The Deep Dark Secrets of Chocolate PT: 4

Publication Year: 
1975

American chocolate production and consumption figures are not revealed to the public, for whatever stealthy reason. We know that the U.S. processes 261,000 tons of cocoa beans annually, most of which we consume ourselves. But cocoa beans are included in thousands of products in varying concentrations, so it's hard to extrapolate from these figures exactly how much chocolate Americans eat.

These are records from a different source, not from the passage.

//! Configuration management

use crate::{Error, Result};
use serde::{Deserialize, Serialize};
use std::net::SocketAddr;
use std::path::Path;
use std::time::Duration;

/// Gateway configuration
#[derive(Debug, Clone, Default, Serialize, Deserialize)]
#[serde(default)]
pub struct Config {
    /// IRC-facing server settings
    pub server: ServerConfig,
    /// TLS settings for the listener
    pub tls: TlsConfig,
    /// Workspace API settings
    pub workspace: WorkspaceConfig,
}

/// IRC-facing server configuration
#[derive(Debug, Clone, Serialize, Deserialize)]
#[serde(default)]
pub struct ServerConfig {
    /// Server name used as the prefix of every server-originated line
    pub name: String,
    /// Address the listener binds to
    pub listen: String,
    /// Capacity of each connection's outbound line queue
    pub send_queue: usize,
    /// Message of the day, one entry per 372 line
    pub motd: Vec<String>,
}

/// TLS configuration
#[derive(Debug, Clone, Default, Serialize, Deserialize)]
#[serde(default)]
pub struct TlsConfig {
    /// Whether the listener speaks TLS
    pub enabled: bool,
    /// PEM certificate chain
    pub cert_file: Option<String>,
    /// PEM PKCS#8 private key
    pub key_file: Option<String>,
}

/// Workspace API configuration
#[derive(Debug, Clone, Serialize, Deserialize)]
#[serde(default)]
pub struct WorkspaceConfig {
    /// Static API credential; clients may supply one with PASS instead
    pub api_key: Option<String>,
    /// Base URL of the Web API
    pub api_url: String,
    /// Page size for paginated listings
    pub pagination: usize,
    /// Maximum bytes of message text per relayed PRIVMSG line
    pub chunk_size: usize,
    /// How long to wait for the real-time feed to become ready
    pub connect_timeout_secs: u64,
    /// Attempts per page before a rate-limited listing gives up
    pub max_api_attempts: u32,
    /// Timeout of a single HTTP request
    pub request_timeout_secs: u64,
}

impl Default for ServerConfig {
    fn default() -> Self {
        Self {
            name: "localhost".to_string(),
            listen: "127.0.0.1:6666".to_string(),
            send_queue: 256,
            motd: vec![
                "This is an IRC gateway to your team-chat workspace.".to_string(),
                "Channels you belong to are joined automatically.".to_string(),
            ],
        }
    }
}

impl Default for WorkspaceConfig {
    fn default() -> Self {
        Self {
            api_key: None,
            api_url: "https://slack.com/api/".to_string(),
            pagination: 200,
            chunk_size: 400,
            connect_timeout_secs: 10,
            max_api_attempts: 3,
            request_timeout_secs: 30,
        }
    }
}

impl WorkspaceConfig {
    /// Connect timeout as a duration
    pub fn connect_timeout(&self) -> Duration {
        Duration::from_secs(self.connect_timeout_secs)
    }

    /// HTTP request timeout as a duration
    pub fn request_timeout(&self) -> Duration {
        Duration::from_secs(self.request_timeout_secs)
    }
}

impl Config {
    /// Load configuration from file
    pub fn from_file<P: AsRef<Path>>(path: P) -> Result<Self> {
        let content = std::fs::read_to_string(path.as_ref())
            .map_err(|e| Error::Config(format!("Failed to read config file: {}", e)))?;

        toml::from_str(&content)
            .map_err(|e| Error::Config(format!("Failed to parse config file: {}", e)))
    }

    /// Save configuration to file
    pub fn to_file<P: AsRef<Path>>(&self, path: P) -> Result<()> {
        let content = toml::to_string_pretty(self)
            .map_err(|e| Error::Config(format!("Failed to serialize config: {}", e)))?;

        std::fs::write(path, content)
            .map_err(|e| Error::Config(format!("Failed to write config file: {}", e)))?;

        Ok(())
    }

    /// Parsed listen address
    pub fn listen_addr(&self) -> Result<SocketAddr> {
        self.server.listen.parse().map_err(|e| {
            Error::Config(format!("Invalid listen address {}: {}", self.server.listen, e))
        })
    }

    /// Validate configuration
    pub fn validate(&self) -> Result<()> {
        if self.server.name.is_empty() {
            return Err(Error::Config("Server name cannot be empty".to_string()));
        }
        if self.server.name.contains(' ') {
            return Err(Error::Config("Server name cannot contain spaces".to_string()));
        }

        self.listen_addr()?;

        if self.server.send_queue == 0 {
            return Err(Error::Config("Send queue capacity must be greater than zero".to_string()));
        }

        if self.tls.enabled {
            if self.tls.cert_file.is_none() {
                return Err(Error::Config("TLS enabled but no certificate file specified".to_string()));
            }
            if self.tls.key_file.is_none() {
                return Err(Error::Config("TLS enabled but no key file specified".to_string()));
            }
        }

        if self.workspace.pagination == 0 {
            return Err(Error::Config("Pagination must be greater than zero".to_string()));
        }
        if self.workspace.chunk_size == 0 {
            return Err(Error::Config("Chunk size must be greater than zero".to_string()));
        }
        if self.workspace.max_api_attempts == 0 {
            return Err(Error::Config("At least one API attempt is required".to_string()));
        }
        url::Url::parse(&self.workspace.api_url)
            .map_err(|e| Error::Config(format!("Invalid API URL {}: {}", self.workspace.api_url, e)))?;

        Ok(())
    }
}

We do know that confection sales by U.S. candy manufacturers top $2 billion yearly, and spokesmen for the confectionery industry report that chocolate products account for 60 per cent of this total. The average American consumes 18.7 pounds of candy per year, and, applying the same 60 per cent of proportion for chocolate, we can readily approximate that 3.4 ounces of chocolate are eaten by each person in the U.S. weekly. This is hunger somewhat below the European average of four ounces a week. The Swiss probably take the chocolate-eating cake, yodelling down over five and a half ounces weekly per capita. Although consumption figures are not available for the U.S.S.R., one new Moscow factory is turning out 32,000 tons of chocolate annually, and many more tons are imported.
A personal survey of candy wholesalers revealed the top-selling chocolate candies in the U.S. to be, in no particular order, O. Henry, Hershey's Milk, Peter Pail Mounds, Chunky, M & M Plain, Three Musketeers, Nestle's Crunch, Kit Kat, Reese's Peanut Butter Cups and Hershey's Rally Bar. Two former biggies, Clark Bars and Baby Ruths are dying on the east coast. And perhaps due to inflation, boxed candy and miniatures, too, have been falling off in sales.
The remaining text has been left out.